The question that remains is: how is a teacher supposed to re-introduce this love back into the classroom? It requires intention, vulnerability, and trust on both the part of the educator and the student. It is possible in the smallest of ways to reclaim love in the classroom. This could be illustrated in learning the names of each student; taking the risk to show your own passion towards the materials you teach (whether those are passionate agreements or disagreements!); to simply listening to what a student’s fears or concerns are. Both our readings and our conversations have illustrated that these small gestures make a clear and distinctive impact on the lives and learning of the students we will encounter in classrooms.


Anthony Tokman, PhD Student in Economics, Yale University

Max Scheler’s outline of the five philosophical anthropologies (“Man and History,” in Philosophical Perspectives) provides an immensely helpful framework for analyzing competing visions of human nature and, by extension, the goods (if any) that education, properly understood, aims toward. The first two anthropologies (man as God’s creation and man as a rational animal) rely on some notion of transcendence, whether explicitly theistic (in the case of religious man) or recognizing the existence of an undefinable, but nonetheless transcendent, cosmic order (in the case of rational man).
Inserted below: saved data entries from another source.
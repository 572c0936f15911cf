//! In-memory backend over a fixed set of byte buffers.

use std::collections::HashMap;
use std::sync::Arc;

use bytes::Bytes;
use tracing::warn;

use crate::entry::MemEntry;
use crate::fcache::{FileCache, NodeId};
use crate::path::{FsPath, PathError};

use super::Backend;

/// A backend serving a fixed set of in-memory files.
///
/// Entries are loaded into the cache lazily, on first open.
#[derive(Default)]
pub struct MemBackend {
    files: HashMap<String, Bytes>,
}

impl MemBackend {
    #[must_use]
    pub fn new() -> Self {
        Self::default()
    }

    /// Register a file. `path` is normalized with the same rules as every
    /// caller-supplied path, so lookups for any spelling of it will match.
    pub fn add(&mut self, path: &str, data: impl Into<Bytes>) -> Result<(), PathError> {
        let path = FsPath::parse(path)?;
        self.files.insert(path.full().to_owned(), data.into());
        Ok(())
    }
}

impl Backend for MemBackend {
    fn load(&mut self, cache: &mut FileCache, path: &FsPath) -> Option<NodeId> {
        let data = self.files.get(path.full())?.clone();
        match cache.insert_at(Arc::new(MemEntry::new(data)), path.clone()) {
            Ok(id) => Some(id),
            Err(e) => {
                // Load fires only on a confirmed miss, so this is a bug in
                // the caller's find/load sequencing.
                warn!(path = path.full(), error = %e, "mem load could not insert");
                None
            }
        }
    }
}
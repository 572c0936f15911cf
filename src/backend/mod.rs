//! Pluggable storage backends.
//!
//! A backend customizes two points of the caching engine: what happens on a
//! cache hit (the refresh hook) and what happens on a cache miss (the load
//! hook). The server holds a backend by composition; there is no subclassing
//! of the server itself.

mod disk;
mod mem;
mod snapshot;

pub use disk::{DiskBackend, DiskEntry};
pub use mem::MemBackend;
#[cfg(target_os = "linux")]
pub use snapshot::ProcSnapshot;
pub use snapshot::{Snapshot, SnapshotBackend};

use crate::fcache::{FileCache, NodeId};
use crate::path::FsPath;

/// Backend-overridable hooks shared by every storage backend.
pub trait Backend {
    /// Refresh hook, invoked on every successful flat lookup.
    ///
    /// The returned node is what the caller gets: the hit itself, some other
    /// node, or `None` to reject the hit entirely, in which case the caller
    /// proceeds as if nothing were cached and consults [`Backend::load`].
    /// Dynamic backends override this to rebuild their subtree instead of
    /// trusting cached state. Default: identity.
    fn cache_hit(&mut self, _cache: &mut FileCache, hit: NodeId) -> Option<NodeId> {
        Some(hit)
    }

    /// Load hook, invoked on a cache miss.
    ///
    /// Attempts to produce an entry for `path` from the underlying source,
    /// registering it via [`FileCache::insert_at`] and returning the inserted
    /// node. May block on real I/O. Default: `None` (pure-cache filesystem
    /// with no backing store).
    fn load(&mut self, _cache: &mut FileCache, _path: &FsPath) -> Option<NodeId> {
        None
    }
}

/// The pure-cache backend: identity refresh, no backing store.
///
/// Serves only what was inserted into the cache out of band.
pub struct CacheOnly;

impl Backend for CacheOnly {}
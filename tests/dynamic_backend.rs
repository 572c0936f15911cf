#![allow(clippy::unwrap_used, missing_docs)]

mod common;

use std::sync::{Arc, Mutex};

use bytes::Bytes;

use srvfs::backend::{Backend, Snapshot, SnapshotBackend};
use srvfs::fcache::{FileCache, NodeId};
use srvfs::path::FsPath;
use srvfs::proto::Status;

use common::{close, harness, open, read};

/// A snapshot source whose records the test mutates out-of-band.
#[derive(Clone)]
struct FakeSource {
    records: Arc<Mutex<Vec<(String, Bytes)>>>,
    snapshots_taken: Arc<Mutex<usize>>,
}

impl FakeSource {
    fn new(records: &[(&str, &[u8])]) -> Self {
        Self {
            records: Arc::new(Mutex::new(
                records
                    .iter()
                    .map(|(n, d)| ((*n).to_owned(), Bytes::copy_from_slice(d)))
                    .collect(),
            )),
            snapshots_taken: Arc::new(Mutex::new(0)),
        }
    }

    fn set(&self, records: &[(&str, &[u8])]) {
        *self.records.lock().unwrap() = records
            .iter()
            .map(|(n, d)| ((*n).to_owned(), Bytes::copy_from_slice(d)))
            .collect();
    }

    fn taken(&self) -> usize {
        *self.snapshots_taken.lock().unwrap()
    }
}

impl Snapshot for FakeSource {
    fn snapshot(&mut self) -> Vec<(String, Bytes)> {
        *self.snapshots_taken.lock().unwrap() += 1;
        self.records.lock().unwrap().clone()
    }
}

#[test]
fn miss_rebuilds_and_serves_fresh_records() {
    let source = FakeSource::new(&[("1", b"init\n")]);
    let (mut server, arena) = harness(SnapshotBackend::new("jobs", source.clone()));

    let opened = open(&mut server, &arena, "jobs/1");
    assert_eq!(opened.status, Status::Ok);
    let (reply, data) = read(&mut server, &arena, opened.ident, 64, 0);
    assert_eq!(reply.status, Status::Ok);
    assert_eq!(data, b"init\n");
    close(&mut server, opened.ident);

    // A record that appeared after the last rebuild is still found: every
    // lookup re-snapshots instead of trusting the cache.
    source.set(&[("2", b"second\n")]);
    let opened = open(&mut server, &arena, "jobs/2");
    assert_eq!(opened.status, Status::Ok);

    // And the vanished record is gone with it.
    assert_eq!(open(&mut server, &arena, "jobs/1").status, Status::NotFound);
    assert!(source.taken() >= 3, "each lookup must take a snapshot");
}

#[test]
fn hit_refreshes_content_instead_of_trusting_the_cache() {
    let source = FakeSource::new(&[("1", b"old\n")]);
    let (mut server, arena) = harness(SnapshotBackend::new("jobs", source.clone()));

    let first = open(&mut server, &arena, "jobs/1");
    assert_eq!(first.status, Status::Ok);

    source.set(&[("1", b"new\n")]);

    // Second open hits the cached node; the refresh hook rebuilds anyway.
    let second = open(&mut server, &arena, "jobs/1");
    assert_eq!(second.status, Status::Ok);

    let (_, data) = read(&mut server, &arena, second.ident, 64, 0);
    assert_eq!(data, b"new\n");

    // The first handle survived the rebuild (its node was pinned) and now
    // observes the refreshed content too.
    let (_, data) = read(&mut server, &arena, first.ident, 64, 0);
    assert_eq!(data, b"new\n");
}

#[test]
fn open_handle_keeps_node_alive_across_rebuilds() {
    let source = FakeSource::new(&[("1", b"one\n"), ("2", b"two\n")]);
    let (mut server, arena) = harness(SnapshotBackend::new("jobs", source.clone()));

    let held = open(&mut server, &arena, "jobs/1");
    let node = server.cache().lookup_key("jobs/1").unwrap();

    // Trigger rebuilds through other lookups; the held node must not move.
    open(&mut server, &arena, "jobs/2");
    open(&mut server, &arena, "jobs/2");
    assert_eq!(
        server.cache().lookup_key("jobs/1"),
        Some(node),
        "pinned node must keep its identity across rebuilds"
    );
    assert_eq!(server.cache().node(node).unwrap().rc(), 1);

    let (reply, _) = read(&mut server, &arena, held.ident, 8, 0);
    assert_eq!(reply.status, Status::Ok);
}

// ── Refresh hook contract ───────────────────────────────────────────────

/// A backend whose refresh hook rejects every hit, forcing the load hook.
struct RejectingBackend {
    loads: usize,
}

impl Backend for RejectingBackend {
    fn cache_hit(&mut self, _cache: &mut FileCache, _hit: NodeId) -> Option<NodeId> {
        None
    }

    fn load(&mut self, cache: &mut FileCache, path: &FsPath) -> Option<NodeId> {
        self.loads += 1;
        cache.lookup(path)
    }
}

#[test]
fn rejecting_refresh_hook_demotes_hits_to_misses() {
    let (mut server, arena) = harness(RejectingBackend { loads: 0 });
    server
        .cache_mut()
        .insert(Arc::new(srvfs::entry::MemEntry::new(&b"x"[..])), "present")
        .unwrap();

    let reply = open(&mut server, &arena, "present");
    assert_eq!(
        reply.status,
        Status::Ok,
        "load hook resolved what the refresh hook rejected"
    );
    assert_eq!(
        server.backend().loads,
        1,
        "the indexed path could only have resolved through load"
    );

    let opened = open(&mut server, &arena, "present");
    assert_eq!(opened.status, Status::Ok);
    assert_eq!(server.backend().loads, 2);
}

/// A backend that evicts its own freshly loaded node before answering.
struct StaleBackend;

impl Backend for StaleBackend {
    fn load(&mut self, cache: &mut FileCache, path: &FsPath) -> Option<NodeId> {
        let id = cache
            .insert_at(Arc::new(srvfs::entry::MemEntry::new(&b"x"[..])), path.clone())
            .ok()?;
        // rc is still zero, so the sweep takes the node right back out.
        cache.clear(None);
        Some(id)
    }
}

#[test]
fn stale_node_from_a_buggy_backend_is_not_served() {
    let (mut server, arena) = harness(StaleBackend);
    let reply = open(&mut server, &arena, "ghost");
    assert_eq!(
        reply.status,
        Status::NotFound,
        "no handle may be minted for a node missing from the cache"
    );
    assert_eq!(server.cache().node_count(), 1, "nothing may be pinned either");
}
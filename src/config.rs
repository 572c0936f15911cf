//! Server configuration.
//!
//! Configuration may be specified in a TOML file; every field has a default
//! so a missing file means a usable in-memory demo server.

use std::path::{Path, PathBuf};

use serde::{Deserialize, Serialize};
use thiserror::Error;
use tracing::debug;

#[derive(Debug, Error)]
pub enum ConfigError {
    #[error("could not read config file: {0}")]
    Io(#[from] std::io::Error),

    #[error("could not parse config file: {0}")]
    Parse(#[from] toml::de::Error),
}

/// Which backend the server mounts.
#[derive(Debug, Clone, Copy, PartialEq, Eq, Serialize, Deserialize)]
#[serde(rename_all = "kebab-case")]
pub enum BackendKind {
    /// Fixed in-memory files.
    Mem,
    /// Files under a host directory (`disk-root`).
    Disk,
    /// Live process listing, rebuilt on every lookup.
    #[cfg(target_os = "linux")]
    Proc,
}

#[derive(Debug, Clone, PartialEq, Serialize, Deserialize)]
#[serde(rename_all = "kebab-case", default)]
pub struct Config {
    /// Path the filesystem announces to the routing service.
    pub mount: String,

    pub backend: BackendKind,

    /// Host directory served by the disk backend.
    pub disk_root: PathBuf,
}

impl Default for Config {
    fn default() -> Self {
        Self {
            mount: "/files".to_owned(),
            backend: BackendKind::Mem,
            disk_root: PathBuf::from("."),
        }
    }
}

impl Config {
    /// Load from `path`, or fall back to defaults when no path is given.
    pub fn load_or_default(path: Option<&Path>) -> Result<Self, ConfigError> {
        let Some(path) = path else {
            debug!("no config file given, using defaults");
            return Ok(Self::default());
        };
        let text = std::fs::read_to_string(path)?;
        Ok(toml::from_str(&text)?)
    }
}
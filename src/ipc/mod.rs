//! Collaborator interfaces: message transport and cross-address-space copy.
//!
//! The core never owns a socket or a page table. It speaks to two traits:
//! a [`Transport`] that delivers requests and carries replies (including the
//! one-shot mount handshake with the routing service), and a [`MemAccess`]
//! port that moves bytes between this process and a caller's address space.
//! Concrete implementations are a deployment concern; the in-process pair in
//! [`inproc`] backs tests and the demo binary.

pub mod inproc;

use thiserror::Error;

use crate::proto::{Message, Pid};

#[derive(Debug, Error)]
pub enum TransportError {
    /// The peer is gone; the serve loop ends cleanly on this.
    #[error("transport disconnected")]
    Disconnected,
}

/// Mount-handshake failure. The only fatal error in the server: a filesystem
/// that cannot announce itself to the routing service must not serve.
/// Retrying is the collaborator's concern, not handled here.
#[derive(Debug, Error)]
pub enum MountError {
    #[error("mount of {0:?} rejected by routing service")]
    Rejected(String),

    #[error("routing service unreachable")]
    Unreachable,
}

#[derive(Debug, Error)]
pub enum CopyError {
    #[error("bad address {addr:#x} in process {pid}")]
    BadAddress { pid: Pid, addr: u64 },
}

/// Request delivery and reply dispatch.
pub trait Transport {
    /// Block until the next request arrives.
    fn receive(&mut self) -> Result<Message, TransportError>;

    /// Deliver a reply to the sender of the last received request.
    fn respond(&mut self, reply: Message) -> Result<(), TransportError>;

    /// Announce `mount_path` to the routing service and block for its
    /// acknowledgement.
    fn mount(&mut self, mount_path: &str) -> Result<(), MountError>;
}

/// The cross-address-space copy primitive.
///
/// Both directions report how many bytes actually moved; partial copies at
/// the end of a mapped region are success, unmapped addresses are failure.
pub trait MemAccess {
    /// Copy bytes out of process `from` at `addr` into `buf`.
    fn copy_from(&mut self, from: Pid, addr: u64, buf: &mut [u8]) -> Result<usize, CopyError>;

    /// Copy `data` into process `to` at `addr`.
    fn copy_to(&mut self, to: Pid, addr: u64, data: &[u8]) -> Result<usize, CopyError>;
}
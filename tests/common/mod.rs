#![allow(dead_code, missing_docs, clippy::unwrap_used)]

use srvfs::backend::Backend;
use srvfs::ipc::inproc::{SharedArena, DATA_ADDR, PATH_ADDR};
use srvfs::ipc::{MemAccess as _, MountError, Transport, TransportError};
use srvfs::proto::{Action, Message, Pid};
use srvfs::server::FileServer;

/// Pid the harness client is known as.
pub const PID: Pid = 7;

/// Byte size of the harness client's region.
pub const REGION: usize = 4096;

/// A transport for driving handlers directly through `dispatch`.
pub struct NullTransport;

impl Transport for NullTransport {
    fn receive(&mut self) -> Result<Message, TransportError> {
        Err(TransportError::Disconnected)
    }

    fn respond(&mut self, _reply: Message) -> Result<(), TransportError> {
        Ok(())
    }

    fn mount(&mut self, _mount_path: &str) -> Result<(), MountError> {
        Ok(())
    }
}

/// A server over the given backend plus the arena acting as its memory port.
pub fn harness<B: Backend>(backend: B) -> (FileServer<B, NullTransport, SharedArena>, SharedArena) {
    let arena = SharedArena::new();
    arena.register(PID, REGION);
    let server = FileServer::new("/t", backend, NullTransport, arena.clone());
    (server, arena)
}

/// Stage `path` in the client region and dispatch an Open.
pub fn open<B: Backend>(
    server: &mut FileServer<B, NullTransport, SharedArena>,
    arena: &SharedArena,
    path: &str,
) -> Message {
    let mut staged = path.as_bytes().to_vec();
    staged.push(0);
    arena.clone().copy_to(PID, PATH_ADDR, &staged).unwrap();

    let mut msg = Message::request(PID, Action::Open);
    msg.buffer = PATH_ADDR;
    server.dispatch(&msg)
}

/// Dispatch a Read, returning the reply and the bytes that landed in the
/// client region.
pub fn read<B: Backend>(
    server: &mut FileServer<B, NullTransport, SharedArena>,
    arena: &SharedArena,
    ident: u64,
    size: u32,
    offset: u64,
) -> (Message, Vec<u8>) {
    let mut msg = Message::request(PID, Action::Read);
    msg.buffer = DATA_ADDR;
    msg.size = size;
    msg.offset = offset;
    msg.ident = ident;
    let reply = server.dispatch(&msg);
    let data = arena.peek(PID, DATA_ADDR, reply.size as usize);
    (reply, data)
}

/// Dispatch a Close for `ident`.
pub fn close<B: Backend>(
    server: &mut FileServer<B, NullTransport, SharedArena>,
    ident: u64,
) -> Message {
    let mut msg = Message::request(PID, Action::Close);
    msg.ident = ident;
    server.dispatch(&msg)
}
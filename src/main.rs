//! Serve a backend over the in-process transport and drive a demo client.

use std::path::PathBuf;

use clap::{Parser, Subcommand};
use tracing::{error, info, warn};

use srvfs::backend::{DiskBackend, MemBackend};
use srvfs::config::{BackendKind, Config};
use srvfs::ipc::inproc::{pair, SharedArena};
use srvfs::proto::Status;
use srvfs::server::FileServer;
use srvfs::trc;

#[derive(Parser)]
#[command(version, about = "Userspace filesystem server core demo.")]
struct Args {
    /// Optional path to a TOML config file.
    #[arg(short, long, value_parser)]
    config_path: Option<PathBuf>,

    #[command(subcommand)]
    command: Option<Command>,
}

#[derive(Subcommand)]
enum Command {
    /// Mount the configured backend and run one open/read/close round trip.
    Run {
        /// Path to open against the mounted filesystem.
        #[arg(short, long, default_value = "motd")]
        open: String,
    },
}

const CLIENT_PID: u32 = 100;
const CLIENT_REGION: usize = 4096;

fn main() {
    let args = Args::parse();

    let config = Config::load_or_default(args.config_path.as_deref()).unwrap_or_else(|e| {
        eprintln!("Failed to load configuration: {e}");
        std::process::exit(1);
    });

    if let Err(e) = trc::init() {
        eprintln!("Failed to initialize logging: {e}");
        std::process::exit(1);
    }

    let open = match args.command.unwrap_or(Command::Run {
        open: "motd".to_owned(),
    }) {
        Command::Run { open } => open,
    };

    let arena = SharedArena::new();
    let (server_end, mut client) = pair(CLIENT_PID, &arena, CLIENT_REGION);

    let mount = config.mount.clone();
    let server = std::thread::spawn(move || serve(&config, server_end, arena));

    info!(mount = %mount, path = %open, "opening");
    match client.open(&open) {
        Ok(reply) if reply.status == Status::Ok => {
            let handle = reply.ident;
            let mut offset = 0u64;
            loop {
                match client.read(handle, 512, offset) {
                    Ok((rep, data)) if rep.status == Status::Ok => {
                        info!(bytes = rep.size, "read: {}", String::from_utf8_lossy(&data));
                        offset += u64::from(rep.size);
                    }
                    Ok((rep, _)) if rep.status == Status::EndOfData => break,
                    Ok((rep, _)) => {
                        warn!(status = ?rep.status, "read failed");
                        break;
                    }
                    Err(e) => {
                        error!("transport failed mid-read: {e}");
                        break;
                    }
                }
            }
            if let Ok(rep) = client.close(handle) {
                info!(status = ?rep.status, "closed");
            }
        }
        Ok(reply) => warn!(status = ?reply.status, path = %open, "open refused"),
        Err(e) => error!("transport failed on open: {e}"),
    }

    // Dropping the client disconnects the transport and stops the server.
    drop(client);
    match server.join() {
        Ok(Ok(())) => info!("server stopped"),
        Ok(Err(e)) => error!("server failed: {e}"),
        Err(_) => error!("server thread panicked"),
    }
}

fn serve(
    config: &Config,
    transport: srvfs::ipc::inproc::ServerEnd,
    arena: SharedArena,
) -> Result<(), srvfs::ServeError> {
    match config.backend {
        BackendKind::Mem => {
            let mut backend = MemBackend::new();
            // The demo file; real deployments populate their own entries.
            if let Err(e) = backend.add("motd", &b"hello from srvfs\n"[..]) {
                warn!("could not register demo file: {e}");
            }
            FileServer::new(config.mount.clone(), backend, transport, arena).run()
        }
        BackendKind::Disk => {
            let backend = DiskBackend::new(config.disk_root.clone());
            FileServer::new(config.mount.clone(), backend, transport, arena).run()
        }
        #[cfg(target_os = "linux")]
        BackendKind::Proc => {
            let backend =
                srvfs::backend::SnapshotBackend::new("proc", srvfs::backend::ProcSnapshot);
            FileServer::new(config.mount.clone(), backend, transport, arena).run()
        }
    }
}
// Connection handling module
// Accepts a single TCP connection and serves HTTP/1.1 over it

use hyper::server::conn::http1;
use hyper::service::service_fn;
use hyper_util::rt::TokioIo;
use std::sync::Arc;

use crate::config::AppState;
use crate::handler;
use crate::logger;

/// Accept a connection and hand it to a serving task
pub fn accept_connection(
    stream: tokio::net::TcpStream,
    peer_addr: std::net::SocketAddr,
    state: &Arc<AppState>,
) {
    if state.config.logging.access_log {
        logger::log_connection_accepted(&peer_addr);
    }

    handle_connection(stream, Arc::clone(state));
}

/// Serve a single connection in a spawned task
///
/// Connections are independent; a protocol error on one is logged and the
/// others carry on.
fn handle_connection(stream: tokio::net::TcpStream, state: Arc<AppState>) {
    tokio::spawn(async move {
        let io = TokioIo::new(stream);

        // Build HTTP/1 connection with keep-alive support
        let mut builder = http1::Builder::new();
        builder.keep_alive(true);

        let conn = builder.serve_connection(
            io,
            service_fn(move |req| {
                let state = Arc::clone(&state);
                async move { handler::handle_request(req, state).await }
            }),
        );

        if let Err(err) = conn.await {
            logger::log_connection_error(&err);
        }
    });
}
// Configuration module entry point
// Layered configuration: optional config file, environment, built-in defaults

mod state;
mod types;

use std::net::SocketAddr;

// Re-export public types
pub use state::AppState;
pub use types::Config;

impl Config {
    /// Load configuration from the default "config.toml" location
    pub fn load() -> Result<Self, config::ConfigError> {
        Self::load_from("config")
    }

    /// Load configuration from specified file path (without extension)
    pub fn load_from(config_path: &str) -> Result<Self, config::ConfigError> {
        let mut builder = config::Config::builder()
            .add_source(config::File::with_name(config_path).required(false))
            .add_source(config::Environment::with_prefix("PLATFORM").separator("__"))
            .set_default("server.host", "0.0.0.0")?
            .set_default("server.port", 5000)?
            .set_default("assets.root", ".")?
            .set_default("logging.level", "info")?
            .set_default("logging.access_log", true)?
            .set_default("http.enable_cors", false)?
            .set_default("solana.network", "mainnet-beta")?
            .set_default("solana.assume_api_key", true)?;

        // Deployment platforms hand out the listen port through PORT
        if let Ok(port) = std::env::var("PORT") {
            builder = builder.set_override("server.port", port)?;
        }

        builder.build()?.try_deserialize()
    }

    pub fn get_socket_addr(&self) -> Result<SocketAddr, String> {
        format!("{}:{}", self.server.host, self.server.port)
            .parse()
            .map_err(|e| format!("Invalid address: {e}"))
    }
}
// API response utility functions module

use crate::logger;
use http_body_util::Full;
use hyper::body::Bytes;
use hyper::{Response, StatusCode};
use serde::Serialize;

/// Build JSON response
///
/// HEAD requests get the headers of the equivalent GET, including
/// Content-Length, with an empty body.
pub fn json_response<T: Serialize>(
    status: StatusCode,
    body: &T,
    is_head: bool,
) -> Response<Full<Bytes>> {
    let json = match serde_json::to_string(body) {
        Ok(j) => j,
        Err(e) => {
            logger::log_error(&format!("Failed to serialize response: {e}"));
            return Response::builder()
                .status(StatusCode::INTERNAL_SERVER_ERROR)
                .header("Content-Type", "application/json")
                .body(Full::new(Bytes::from(
                    r#"{"error":"Internal server error"}"#,
                )))
                .unwrap_or_else(|_| Response::new(Full::new(Bytes::from("Error"))));
        }
    };

    let content_length = json.len();
    let body = if is_head {
        Bytes::new()
    } else {
        Bytes::from(json)
    };

    Response::builder()
        .status(status)
        .header("Content-Type", "application/json")
        .header("Content-Length", content_length)
        .body(Full::new(body))
        .unwrap_or_else(|e| {
            logger::log_error(&format!("Failed to build response: {e}"));
            Response::new(Full::new(Bytes::from("Error")))
        })
}

/// 404 Not Found response for unknown API endpoints
pub fn not_found(is_head: bool) -> Response<Full<Bytes>> {
    const BODY: &str = r#"{"error":"API endpoint not found"}"#;
    let body = if is_head {
        Bytes::new()
    } else {
        Bytes::from(BODY)
    };

    Response::builder()
        .status(StatusCode::NOT_FOUND)
        .header("Content-Type", "application/json")
        .header("Content-Length", BODY.len())
        .body(Full::new(body))
        .unwrap_or_else(|_| Response::new(Full::new(Bytes::from("Not Found"))))
}

#[cfg(test)]
mod tests {
    use super::*;
    use http_body_util::BodyExt;

    #[tokio::test]
    async fn test_json_response_body() {
        let payload = serde_json::json!({"status": "ok"});
        let response = json_response(StatusCode::OK, &payload, false);
        assert_eq!(response.status(), StatusCode::OK);
        assert_eq!(response.headers()["Content-Type"], "application/json");
        let bytes = response.into_body().collect().await.unwrap().to_bytes();
        assert_eq!(&bytes[..], br#"{"status":"ok"}"#);
    }

    #[tokio::test]
    async fn test_json_response_head_is_empty() {
        let payload = serde_json::json!({"status": "ok"});
        let response = json_response(StatusCode::OK, &payload, true);
        assert_eq!(response.headers()["Content-Length"], "15");
        let bytes = response.into_body().collect().await.unwrap().to_bytes();
        assert!(bytes.is_empty());
    }

    #[tokio::test]
    async fn test_not_found_body() {
        let response = not_found(false);
        assert_eq!(response.status(), StatusCode::NOT_FOUND);
        let bytes = response.into_body().collect().await.unwrap().to_bytes();
        assert_eq!(&bytes[..], br#"{"error":"API endpoint not found"}"#);
    }
}
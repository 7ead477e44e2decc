// Server loop module
// Accepts connections until the process is stopped

use std::sync::Arc;
use tokio::net::TcpListener;

use super::connection::accept_connection;
use crate::config::AppState;
use crate::logger;

/// Main accept loop
///
/// Accept failures are transient (the peer may have gone away between accept
/// and handshake), so they are logged and the loop keeps going.
pub async fn start_server_loop(listener: TcpListener, state: Arc<AppState>) {
    loop {
        match listener.accept().await {
            Ok((stream, peer_addr)) => {
                accept_connection(stream, peer_addr, &state);
            }
            Err(e) => {
                logger::log_error(&format!("Failed to accept connection: {e}"));
            }
        }
    }
}
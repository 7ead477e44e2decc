//! HTTP response building module
//!
//! Provides builders for various HTTP status code responses, decoupled from specific business logic.

use http_body_util::Full;
use hyper::body::Bytes;
use hyper::Response;

/// Build 404 Not Found response
///
/// Served as HTML so browsers render the message when even the front-end
/// entry document is missing.
pub fn build_404_response(is_head: bool) -> Response<Full<Bytes>> {
    const BODY: &str = "404 Not Found";
    let body = if is_head { Bytes::new() } else { Bytes::from(BODY) };

    Response::builder()
        .status(404)
        .header("Content-Type", "text/html")
        .header("Content-Length", BODY.len())
        .body(Full::new(body))
        .unwrap_or_else(|e| {
            log_build_error("404", &e);
            Response::new(Full::new(Bytes::from(BODY)))
        })
}

/// Build 405 Method Not Allowed response
pub fn build_405_response() -> Response<Full<Bytes>> {
    Response::builder()
        .status(405)
        .header("Content-Type", "text/plain")
        .header("Allow", "GET, HEAD, OPTIONS")
        .body(Full::new(Bytes::from("405 Method Not Allowed")))
        .unwrap_or_else(|e| {
            log_build_error("405", &e);
            Response::new(Full::new(Bytes::from("405 Method Not Allowed")))
        })
}

/// Build OPTIONS response (preflight request)
pub fn build_options_response(enable_cors: bool) -> Response<Full<Bytes>> {
    let mut builder = Response::builder()
        .status(204)
        .header("Allow", "GET, HEAD, OPTIONS");

    if enable_cors {
        builder = builder
            .header("Access-Control-Allow-Origin", "*")
            .header("Access-Control-Allow-Methods", "GET, HEAD, OPTIONS")
            .header("Access-Control-Allow-Headers", "Content-Type")
            .header("Access-Control-Max-Age", "86400");
    }

    builder.body(Full::new(Bytes::new())).unwrap_or_else(|e| {
        log_build_error("OPTIONS", &e);
        Response::new(Full::new(Bytes::new()))
    })
}

/// Build success response for a served file
pub fn build_file_response(data: Bytes, content_type: &str, is_head: bool) -> Response<Full<Bytes>> {
    let content_length = data.len();
    let body = if is_head { Bytes::new() } else { data };

    Response::builder()
        .status(200)
        .header("Content-Type", content_type)
        .header("Content-Length", content_length)
        .body(Full::new(body))
        .unwrap_or_else(|e| {
            log_build_error("200", &e);
            Response::new(Full::new(Bytes::new()))
        })
}

/// Log response build error
fn log_build_error(status: &str, error: &hyper::http::Error) {
    crate::logger::log_error(&format!("Failed to build {status} response: {error}"));
}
Before the 19th century, nearly all debates over human ends, at least in the West, took place between, and often within, these two anthropologies.

The remaining three anthropologies—man as homo faber, man as failed animal, and man as Übermensch—deny transcendence as understood by both classical thinkers and traditional theists. They are all relatively new, with the oldest (homo faber) probably dating to Hobbes, Bacon, and Hume. And yet it would seem that most foundational academic debates today (and since the collapse of Enlightenment rationalism) have taken place within/between these essentially materialist[1] visions. Religious and rationalist ideas have not disappeared, but in many circles they are considered unsophisticated and stale. This is notably true at elite universities, ever so eager to rid themselves of the deadweight of old thinking as they chase the siren of novelty. And while some academics—who no doubt consider themselves exceptionally clever and “edgy”—still subscribe to the man-as-failed-animal and Übermensch anthropologies, it seems fairly apparent that homo faber reigns supreme in modern academia. So supreme, in fact, that foundational debates in most academic disciplines take place between rival philosophies within the homo faber anthropology.

[1] I hesitate to call them purely materialist because they needn’t (necessarily) reject the notion of a human soul (certainly this is true of the older home faber philosophies, such as in Hume’s work); but the fact of the soul (eternal or not) seems to have little bearing on these philosophies’ understandings of proper ends.


Alonso Octavio Aravena Mendez, PhD Student in Sociology, Baylor University:

All of our readings have resonated and granted me a chance to question the accuracy of many of my own convictions, which I hadn’t dared to acknowledge or test before in my life.  I felt a particular mental and spiritual peace after reading Jacques Maritain’s essay “Freedom in the Modern World”. An extract at the end of chapter that I would quote is:

“The rupture between the Christian order and the established disorder” has to do not only with things in the economic or the political order but with the whole range of culture, with the relation of the spiritual and the temporal orders, and even with the conception we ought to have of the work of man here below and at this moment in the history of the world. (p. 72)

Since my professional training has been highly empirical and scientific, I have wrestled with finding a manner in which empirical and historical knowledge can co-exist with philosophical and Christocentric fundamental notions, along with the multi-layered and fragile existence of individual humans. Maritain teaches us how to be in the world, but not be part of the world, contending with politics and economic issues, while remembering that as Christians our focus should be in an atemporal truth, which I relate with the Eternal quality of God.

A perspective constructed on the points that Maritain emphasizes, will allow me to further a Christ-centric trust and validity upon which to build relationships with other Christian churches and with other humans who are undergoing their own spiritual journeys, based around love. This writing has also allowed me to reconcile Christ’s true revolutionary courage, which did not require of violence on his part, nor on political power.

By studying my difficulties in relating with others, whether Christians or non-Christians, I have been blessed with a chance to better embrace humility, patience, and love in their true deep meaning, in both my intellect and in my heart, which Maritain mentions it is an ineluctable condition should I truly wish to be a co-worker with God.